Data under study:

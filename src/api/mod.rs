use crate::models::{Section, TreeResponse};
use base64::Engine;
use serde::{Deserialize, Serialize};

pub(crate) const DOCX_MIME: &str =
    "application/vnd.openxmlformats-officedocument.wordprocessingml.document";

#[derive(Clone, Debug, PartialEq, Eq)]
pub(crate) enum ApiErrorKind {
    Network,
    Http,
    Parse,
}

#[derive(Clone, Debug)]
pub(crate) struct ApiError {
    pub kind: ApiErrorKind,
    pub message: String,
}

impl std::fmt::Display for ApiError {
    fn fmt(&self, f: &mut std::fmt::Formatter<'_>) -> std::fmt::Result {
        write!(f, "{}", self.message)
    }
}

impl ApiError {
    fn network(e: reqwest::Error) -> Self {
        Self {
            kind: ApiErrorKind::Network,
            message: e.to_string(),
        }
    }

    pub(crate) fn parse(e: impl std::fmt::Display) -> Self {
        Self {
            kind: ApiErrorKind::Parse,
            message: e.to_string(),
        }
    }

    fn http(status: reqwest::StatusCode, body: String, ctx: &str) -> Self {
        Self {
            kind: ApiErrorKind::Http,
            message: format!("{ctx} ({status}): {body}"),
        }
    }
}

pub(crate) type ApiResult<T> = Result<T, ApiError>;

#[derive(Serialize, Deserialize, Clone, Debug)]
pub(crate) struct EnvConfig {
    pub api_url: String,
}

impl EnvConfig {
    pub fn new() -> Self {
        let default_api_url = "http://localhost:8080".to_string();

        // Both `window.ENV.API_URL` (documented) and `window.ENV.api_url` are accepted.
        if let Some(window) = web_sys::window() {
            if let Some(env) = window.get("ENV") {
                if !env.is_undefined() && env.is_object() {
                    for key in ["API_URL", "api_url"] {
                        if let Ok(api_url) = js_sys::Reflect::get(&env, &key.into()) {
                            if let Some(url_str) = api_url.as_string() {
                                return Self { api_url: url_str };
                            }
                        }
                    }
                }
            }
        }

        Self {
            api_url: default_api_url,
        }
    }
}

impl Default for EnvConfig {
    fn default() -> Self {
        Self::new()
    }
}

#[derive(Serialize, Deserialize, Clone, Debug)]
pub(crate) struct ReportRequest {
    #[serde(rename = "reportNumber")]
    pub report_number: String,
}

/// Export body: the outline as JSON, base64-encoded.
#[derive(Serialize, Deserialize, Clone, Debug)]
pub(crate) struct ExportRequest {
    pub data: String,
}

impl ExportRequest {
    pub fn encode(sections: &[Section]) -> Result<Self, serde_json::Error> {
        let json = serde_json::to_vec(sections)?;
        Ok(Self {
            data: base64::engine::general_purpose::STANDARD.encode(json),
        })
    }
}

#[derive(Clone)]
pub(crate) struct ApiClient {
    pub(crate) base_url: String,
}

impl ApiClient {
    pub fn new(base_url: String) -> Self {
        Self {
            base_url: base_url.trim_end_matches('/').to_string(),
        }
    }

    pub fn from_env() -> Self {
        Self::new(EnvConfig::new().api_url)
    }

    fn url(&self, path: &str) -> String {
        format!("{}{}", self.base_url, path)
    }

    async fn check(res: reqwest::Response, ctx: &str) -> ApiResult<reqwest::Response> {
        if res.status().is_success() {
            Ok(res)
        } else {
            let status = res.status();
            let body = res.text().await.unwrap_or_default();
            Err(ApiError::http(status, body, ctx))
        }
    }

    async fn request_tree(&self, req: reqwest::RequestBuilder, ctx: &str) -> ApiResult<Vec<Section>> {
        let res = req.send().await.map_err(ApiError::network)?;
        let res = Self::check(res, ctx).await?;
        let data: serde_json::Value = res.json().await.map_err(ApiError::parse)?;
        Self::parse_tree_response(data)
    }

    /// Accepts `{"tree": [...]}` or a bare array of sections.
    pub(crate) fn parse_tree_response(data: serde_json::Value) -> ApiResult<Vec<Section>> {
        if data.is_array() {
            return serde_json::from_value(data).map_err(ApiError::parse);
        }
        if data.get("tree").is_none() {
            return Err(ApiError::parse("Response is missing the section tree"));
        }
        let parsed: TreeResponse = serde_json::from_value(data).map_err(ApiError::parse)?;
        Ok(parsed.tree)
    }

    pub async fn upload_document(&self, file_name: &str, bytes: Vec<u8>) -> ApiResult<Vec<Section>> {
        log::info!("uploading {file_name} ({} bytes)", bytes.len());
        let part = reqwest::multipart::Part::bytes(bytes)
            .file_name(file_name.to_string())
            .mime_str(DOCX_MIME)
            .map_err(ApiError::network)?;
        let form = reqwest::multipart::Form::new().part("file", part);

        let req = reqwest::Client::new()
            .post(self.url("/api/upload"))
            .multipart(form);
        self.request_tree(req, "Upload failed").await
    }

    pub async fn fetch_report(&self, report_number: &str) -> ApiResult<Vec<Section>> {
        log::info!("fetching report {report_number}");
        let req = reqwest::Client::new()
            .post(self.url("/api/report"))
            .json(&ReportRequest {
                report_number: report_number.to_string(),
            });
        self.request_tree(req, "Failed to load report").await
    }

    /// Returns the exported document bytes.
    pub async fn export_document(&self, sections: &[Section]) -> ApiResult<Vec<u8>> {
        let body = ExportRequest::encode(sections).map_err(ApiError::parse)?;
        log::info!("exporting {} top-level sections", sections.len());

        let res = reqwest::Client::new()
            .post(self.url("/api/export"))
            .json(&body)
            .send()
            .await
            .map_err(ApiError::network)?;
        let res = Self::check(res, "Export failed").await?;
        let bytes = res.bytes().await.map_err(ApiError::network)?;
        Ok(bytes.to_vec())
    }
}
use leptos::prelude::*;
use tw_merge::*;

#[component]
pub fn Separator(
    #[prop(optional)] orientation: SeparatorOrientation,
    #[prop(into, optional)] class: String,
) -> impl IntoView {
    let separator = SeparatorClass { orientation };
    let merged_class = separator.with_class(class);

    view! { <div class=merged_class role="separator" /> }
}

#[derive(TwClass, Default)]
#[tw(class = "shrink-0 bg-border")]
pub struct SeparatorClass {
    orientation: SeparatorOrientation,
}

#[derive(TwVariant)]
pub enum SeparatorOrientation {
    #[tw(default, class = "w-full h-[1px]")]
    Horizontal,
    #[tw(class = "h-full w-[1px]")]
    Vertical,
}
use crate::api::ApiClient;
use crate::models::{Clipboard, ClipboardMode, DropPosition, Section};
use crate::tree::{
    append_child, collect_ids, contains_node, find_node, move_node, reassign_ids, remove_node,
    update_node, TreeError,
};
use crate::util::new_section_id;
use leptos::prelude::*;
use std::collections::HashSet;
use thiserror::Error;

/// Precondition failures of the editing toolbar. The message is shown as-is.
#[derive(Debug, Error, Clone, PartialEq, Eq)]
pub(crate) enum EditorError {
    #[error("Select a node")]
    NoSelection,
    #[error("Select a parent")]
    NoParent,
    #[error("Select a destination")]
    NoDestination,
    #[error("Nothing to paste")]
    EmptyClipboard,
    #[error("Cannot paste a section into itself")]
    PasteIntoSelf,
}

pub(crate) type EditorResult<T> = Result<T, EditorError>;

/// Right-click menu anchored at client coordinates.
#[derive(Clone, Debug, PartialEq)]
pub(crate) struct ContextMenu {
    pub section_id: String,
    pub x: i32,
    pub y: i32,
}

#[derive(Clone, Copy)]
pub(crate) struct EditorState {
    pub api_client: RwSignal<ApiClient>,

    pub sections: RwSignal<Vec<Section>>,
    pub selected_id: RwSignal<Option<String>>,

    /// Rename bar.
    pub rename_open: RwSignal<bool>,
    pub rename_text: RwSignal<String>,

    pub clipboard: RwSignal<Option<Clipboard>>,

    /// Every node starts expanded; this only records the collapsed ones.
    pub collapsed: RwSignal<HashSet<String>>,

    pub context_menu: RwSignal<Option<ContextMenu>>,

    /// Drag-and-drop feedback: row currently hovered and where the drop would land.
    pub drop_hint: RwSignal<Option<(String, DropPosition)>>,

    /// Report the session was loaded from (drives the export file name).
    pub report_number: RwSignal<Option<String>>,

    pub loading: RwSignal<bool>,
    pub loading_label: RwSignal<String>,
    pub exporting: RwSignal<bool>,
    pub error: RwSignal<Option<String>>,

    /// Load guard: responses for an older request id are dropped.
    pub load_request_id: RwSignal<u64>,

    /// Bumped on every tree replacement; content commits from an older tree are dropped.
    pub tree_generation: RwSignal<u64>,
}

Your goal:
Starting with the first line above and ending with the line that holds "if !env.is_undefined() &&", restate each line word for word and add nothing else.

Task solution:
filename src/api/mod.rs
use crate::models::{Section, TreeResponse};
use base64::Engine;
use serde::{Deserialize, Serialize};

pub(crate) const DOCX_MIME: &str =
    "application/vnd.openxmlformats-officedocument.wordprocessingml.document";

#[derive(Clone, Debug, PartialEq, Eq)]
pub(crate) enum ApiErrorKind {
    Network,
    Http,
    Parse,
}

#[derive(Clone, Debug)]
pub(crate) struct ApiError {
    pub kind: ApiErrorKind,
    pub message: String,
}

impl std::fmt::Display for ApiError {
    fn fmt(&self, f: &mut std::fmt::Formatter<'_>) -> std::fmt::Result {
        write!(f, "{}", self.message)
    }
}

impl ApiError {
    fn network(e: reqwest::Error) -> Self {
        Self {
            kind: ApiErrorKind::Network,
            message: e.to_string(),
        }
    }

    pub(crate) fn parse(e: impl std::fmt::Display) -> Self {
        Self {
            kind: ApiErrorKind::Parse,
            message: e.to_string(),
        }
    }

    fn http(status: reqwest::StatusCode, body: String, ctx: &str) -> Self {
        Self {
            kind: ApiErrorKind::Http,
            message: format!("{ctx} ({status}): {body}"),
        }
    }
}

pub(crate) type ApiResult<T> = Result<T, ApiError>;

#[derive(Serialize, Deserialize, Clone, Debug)]
pub(crate) struct EnvConfig {
    pub api_url: String,
}

impl EnvConfig {
    pub fn new() -> Self {
        let default_api_url = "http://localhost:8080".to_string();

        // Both `window.ENV.API_URL` (documented) and `window.ENV.api_url` are accepted.
        if let Some(window) = web_sys::window() {
            if let Some(env) = window.get("ENV") {
                if !env.is_undefined() && env.is_object() {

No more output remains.